Nach dem Dinner der historischen, fiktiven Frauengestalten im ersten Akt wechseln die Akteurinnen ihre Rollen. Neben der familiären Situation von Marlene gewährt der zweite Akt Einblick in die Stellenvermittlungsagentur. Und die Frauen, die dort arbeiten bzw. die dort vorstellig werden, um einen Arbeitsplatz zu finden, spiegeln die gesellschaftliche Situation von Frauen im London der achtziger Jahre. Wie auch ihre Vorgängerinnen bieten sie den Zuschauern verschiedene „Frauenmodelle“: Die Ehrgeizige, die Selbstbewusste, die Verbitterte, die Weinerliche, … Nach der dreistündigen Vorstellung hat der Zuschauer so ein ganzes Dutzend verschiedener Frauen vor Augen, die – jede für sich genommen – jede Menge Fragen aufwerfen, wobei eines klar ist: Welche es „richtig“ oder „falsch“ macht, ist sicherlich zu diskutieren.

Reife Leistung

Alleine von der Textmasse her mussten die Schauspielerinnen des Theater Gaudium bei den Aufführungen am vergangenen Wochenende „top“ in Form sein. Und es ist schon bemerkenswert, dass hier ohne den Einsatz von Souffleusen wohlgemerkt, kein einziges Mal gestottert wurde. Doch „Top Girls“ ist kein Texttheater… im zweiten Akt gibt es sehr viel Bewegung, so dass der Zuschauer sich keineswegs erschlagen fühlt.

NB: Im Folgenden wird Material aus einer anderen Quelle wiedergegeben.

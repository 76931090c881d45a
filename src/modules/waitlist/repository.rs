use serde::{Deserialize, Serialize};
use sqlx::PgExecutor;

#[derive(Serialize, Deserialize, Clone, Copy, Debug, PartialEq)]
#[serde(rename_all = "lowercase")]
pub enum WaitlistKind {
    User,
    Chef,
}

impl WaitlistKind {
    pub fn as_str(&self) -> &'static str {
        match self {
            Self::User => "user",
            Self::Chef => "chef",
        }
    }
}

#[derive(Debug)]
pub enum Error {
    UnexpectedError,
}

/// Joining twice is a no-op.
pub async fn join<'e, E: PgExecutor<'e>>(
    e: E,
    email: String,
    kind: WaitlistKind,
) -> Result<(), Error> {
    sqlx::query(
        "
        INSERT INTO waitlist (email, kind)
        VALUES ($1, $2)
        ON CONFLICT (email, kind) DO NOTHING
        ",
    )
    .bind(email)
    .bind(kind.as_str())
    .execute(e)
    .await
    .map(|_| ())
    .map_err(|err| {
        tracing::error!("Error occurred while joining the waitlist: {}", err);
        Error::UnexpectedError
    })
}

Auch – und gerade – die schauspielerische Leistung gilt es, nicht zu unterschätzen: Trotz des Rollenwechsels bleiben die Akteurinnen in der Darstellung glaubwürdig und überzeugend. Und nicht zuletzt sei der Regie ein Kompliment ausgesprochen, da der Spielfluss trotz der sehr komplexen Handlung überschaubar und ansprechend blieb.

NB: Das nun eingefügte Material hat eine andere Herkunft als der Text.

pub mod request {
    use crate::modules::auth::middleware::ChefAuth;
    use serde::Deserialize;

    #[derive(Deserialize)]
    pub struct Body {
        #[serde(default)]
        pub base_location: String,
        #[serde(default)]
        pub delivery_zones: Vec<String>,
        #[serde(default)]
        pub payout_number: String,
    }

    pub struct Payload {
        pub auth: ChefAuth,
        pub body: Body,
    }
}

pub mod response {
    use crate::modules::chef::repository::Chef;
    use axum::{extract::Json, http::StatusCode, response::IntoResponse};
    use serde_json::json;

    pub enum Success {
        LogisticsUpdated(Chef),
    }

    impl IntoResponse for Success {
        fn into_response(self) -> axum::response::Response {
            match self {
                Self::LogisticsUpdated(chef) => (
                    StatusCode::OK,
                    Json(json!({
                        "message": "Logistics updated",
                        "data": {
                            "base_location": chef.base_location,
                            "delivery_zones": chef.delivery_zones,
                            "payout_number": chef.payout_number
                        }
                    })),
                )
                    .into_response(),
            }
        }
    }

    pub enum Error {
        ChefNotOnboarded,
        FailedToUpdateLogistics,
    }

    impl IntoResponse for Error {
        fn into_response(self) -> axum::response::Response {
            match self {
                Self::ChefNotOnboarded => (
                    StatusCode::NOT_FOUND,
                    Json(json!({ "error": "Kitchen profile not created" })),
                )
                    .into_response(),
                Self::FailedToUpdateLogistics => (
                    StatusCode::INTERNAL_SERVER_ERROR,
                    Json(json!({ "error": "Failed to update logistics" })),
                )
                    .into_response(),
            }
        }
    }

    pub type Response = Result<Success, Error>;
}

Die Zuschauer in Hauset erlebten jedenfalls einen unterhaltsamen wie lehrreichen.

Theaterabend, mit einem gesellschafts- und letztlich sogar sozialkritischen Thema, in dem auch der Humor einen wichtigen Platz einnahm. Der Jury gefiel es ebenfalls und sie bestätigte dem Theater Gaudium die Einstufung in die Ehrenklasse.